A Bombardier spokesman could not immediately be reached for comment.

A Boeing spokesman, which said the company is now reviewing the decision, said in January it would not consider options like an appeal before seeing the ITC's reasoning.

Boeing has the option of appealing the decision at the Court of International Trade in New York, or a trade dispute settlement panel under the North American Free Trade Agreement (NAFTA).

However, in negotiations to modernize NAFTA, U.S. Trade Representative Robert Lighthizer has pushed to scrap NAFTA's process to settle trade disputes, which he says is biased against the United States.

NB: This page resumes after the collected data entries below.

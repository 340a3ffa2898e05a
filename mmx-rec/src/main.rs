//! mmx-rec - Emotion-driven playlist service
//!
//! Runs the perception loop on a blocking thread (classification source →
//! stabilizer → stable-signal store) and serves the emotion, recommendation,
//! and playback endpoints.

use std::net::SocketAddr;
use std::path::PathBuf;
use std::sync::Arc;

use anyhow::{Context, Result};
use clap::Parser;
use tokio::signal;
use tokio_util::sync::CancellationToken;
use tracing::{info, warn};
use tracing_subscriber::{layer::SubscriberExt, util::SubscriberInitExt};

use mmx_common::config::{load_config, ConfigSource};
use mmx_common::{ProfileTable, SystemClock};
use mmx_rec::catalog::{CatalogClient, LocalCatalog};
use mmx_rec::perception::{
    ClassificationSource, IdleSource, PerceptionLoop, ReplaySource, Stabilizer, StabilizerSettings,
    StableSignalStore,
};
use mmx_rec::recommend::{RecommendationCache, Recommender, RecommenderSettings};
use mmx_rec::{build_router, AppState};

/// Command-line arguments for mmx-rec
#[derive(Parser, Debug)]
#[command(name = "mmx-rec")]
#[command(about = "Emotion-driven playlist recommendation service")]
#[command(version)]
struct Args {
    /// Config file (overrides MMX_CONFIG and the user config file)
    #[arg(short, long)]
    config: Option<PathBuf>,

    /// Port to listen on (overrides the config file)
    #[arg(short, long, env = "MMX_PORT")]
    port: Option<u16>,

    /// Local catalog JSON file
    #[arg(long, env = "MMX_CATALOG")]
    catalog: Option<PathBuf>,

    /// Recorded observations (JSON lines) replayed in place of a camera
    #[arg(long, env = "MMX_OBSERVATIONS")]
    observations: Option<PathBuf>,
}

#[tokio::main]
async fn main() -> Result<()> {
    let args = Args::parse();
    let (config, config_source) =
        load_config(args.config.as_deref()).context("Failed to load configuration")?;

    // Initialize tracing
    tracing_subscriber::registry()
        .with(
            tracing_subscriber::EnvFilter::try_from_default_env()
                .unwrap_or_else(|_| config.logging.level.clone().into()),
        )
        .with(tracing_subscriber::fmt::layer())
        .init();

    // Log build identification immediately after tracing init
    info!(
        "Starting MoodMix Recommender (mmx-rec) v{} [{}] built {} ({})",
        env!("CARGO_PKG_VERSION"),
        env!("GIT_HASH"),
        env!("BUILD_TIMESTAMP"),
        env!("BUILD_PROFILE")
    );

    match &config_source {
        ConfigSource::Defaults => warn!("No config file found, using compiled defaults"),
        source => {
            if let Some(path) = source.path() {
                info!("Config: {}", path.display());
            }
        }
    }

    let profiles = Arc::new(ProfileTable::builtin().with_overrides(config.profiles.clone()));
    info!("Emotion profiles: {}", profiles.len());

    // Catalog
    let catalog_path = args.catalog.or_else(|| config.catalog_path.clone());
    let container_name = config.recommender.container_name.clone();
    let catalog: Arc<dyn CatalogClient> = match catalog_path {
        Some(path) => Arc::new(
            LocalCatalog::from_path(&path, container_name)
                .with_context(|| format!("Failed to load catalog {}", path.display()))?,
        ),
        None => {
            warn!("No catalog configured; recommendations will find no tracks");
            Arc::new(LocalCatalog::empty(container_name))
        }
    };

    // Perception loop
    let observations_path = args.observations.or_else(|| config.observations_path.clone());
    let source: Box<dyn ClassificationSource> = match observations_path {
        Some(path) => {
            let replay = ReplaySource::from_path(&path)
                .with_context(|| format!("Failed to load observations {}", path.display()))?;
            info!("Replaying {} observations from {}", replay.len(), path.display());
            Box::new(replay.looping(true))
        }
        None => {
            warn!("No classification source configured; emotion will stay neutral");
            Box::new(IdleSource)
        }
    };

    let clock = Arc::new(SystemClock);
    let store = Arc::new(StableSignalStore::new());
    let stabilizer = Stabilizer::new(StabilizerSettings::from(&config.stabilizer), clock.clone());
    let perception =
        PerceptionLoop::new(source, stabilizer, Arc::clone(&store)).with_config(&config.stabilizer);

    let cancel = CancellationToken::new();
    let perception_task = {
        let cancel = cancel.clone();
        tokio::task::spawn_blocking(move || perception.run(cancel))
    };

    // Recommender
    let cache = Arc::new(RecommendationCache::from_config(&config.recommender, clock));
    let recommender = Arc::new(Recommender::new(
        Arc::clone(&catalog),
        cache,
        profiles,
        RecommenderSettings::from(&config.recommender),
    ));

    let app = build_router(AppState::new(Arc::clone(&store), recommender, catalog));

    let port = args.port.unwrap_or(config.port);
    let addr: SocketAddr = format!("{}:{}", config.bind_address, port)
        .parse()
        .with_context(|| format!("Invalid bind address {}:{}", config.bind_address, port))?;

    let listener = tokio::net::TcpListener::bind(addr)
        .await
        .context("Failed to bind to address")?;
    info!("Listening on http://{}", addr);
    info!("Health check: http://{}/health", addr);

    axum::serve(listener, app)
        .with_graceful_shutdown(shutdown_signal())
        .await
        .context("Server error")?;

    cancel.cancel();
    let stats = perception_task
        .await
        .context("Perception loop panicked")?;
    info!(
        "Server shutdown complete ({} frames, {} emotion updates)",
        stats.frames, stats.published
    );
    Ok(())
}

/// Graceful shutdown signal handler
async fn shutdown_signal() {
    let ctrl_c = async {
        if let Err(e) = signal::ctrl_c().await {
            warn!("Failed to listen for Ctrl+C: {}", e);
            std::future::pending::<()>().await;
        }
    };

    #[cfg(unix)]
    let terminate = async {
        match signal::unix::signal(signal::unix::SignalKind::terminate()) {
            Ok(mut sigterm) => {
                sigterm.recv().await;
            }
            Err(e) => {
                warn!("Failed to install SIGTERM handler: {}", e);
                std::future::pending::<()>().await;
            }
        }
    };

    #[cfg(not(unix))]
    let terminate = std::future::pending::<()>();

    tokio::select! {
        _ = ctrl_c => {
            info!("Received Ctrl+C, shutting down");
        },
        _ = terminate => {
            info!("Received terminate signal, shutting down");
        },
    }
}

The ITC decision was the latest twist in U.S.-Canadian trade relations that have been complicated by disputes over tariffs on Canadian lumber and U.S. milk and President Donald Trump’s desire to renegotiate or even abandon NAFTA.

Boeing alleged it was forced to discount its 737 narrow-bodies to compete with Bombardier, which it said used government subsidies to dump the CSeries during the 2016 sale.

The report, however, said that the CSeries is not likely to depress prices of U.S.-made jets and that Bombardier is unlikely to offer other prospective buyers the same discounts provided to Delta.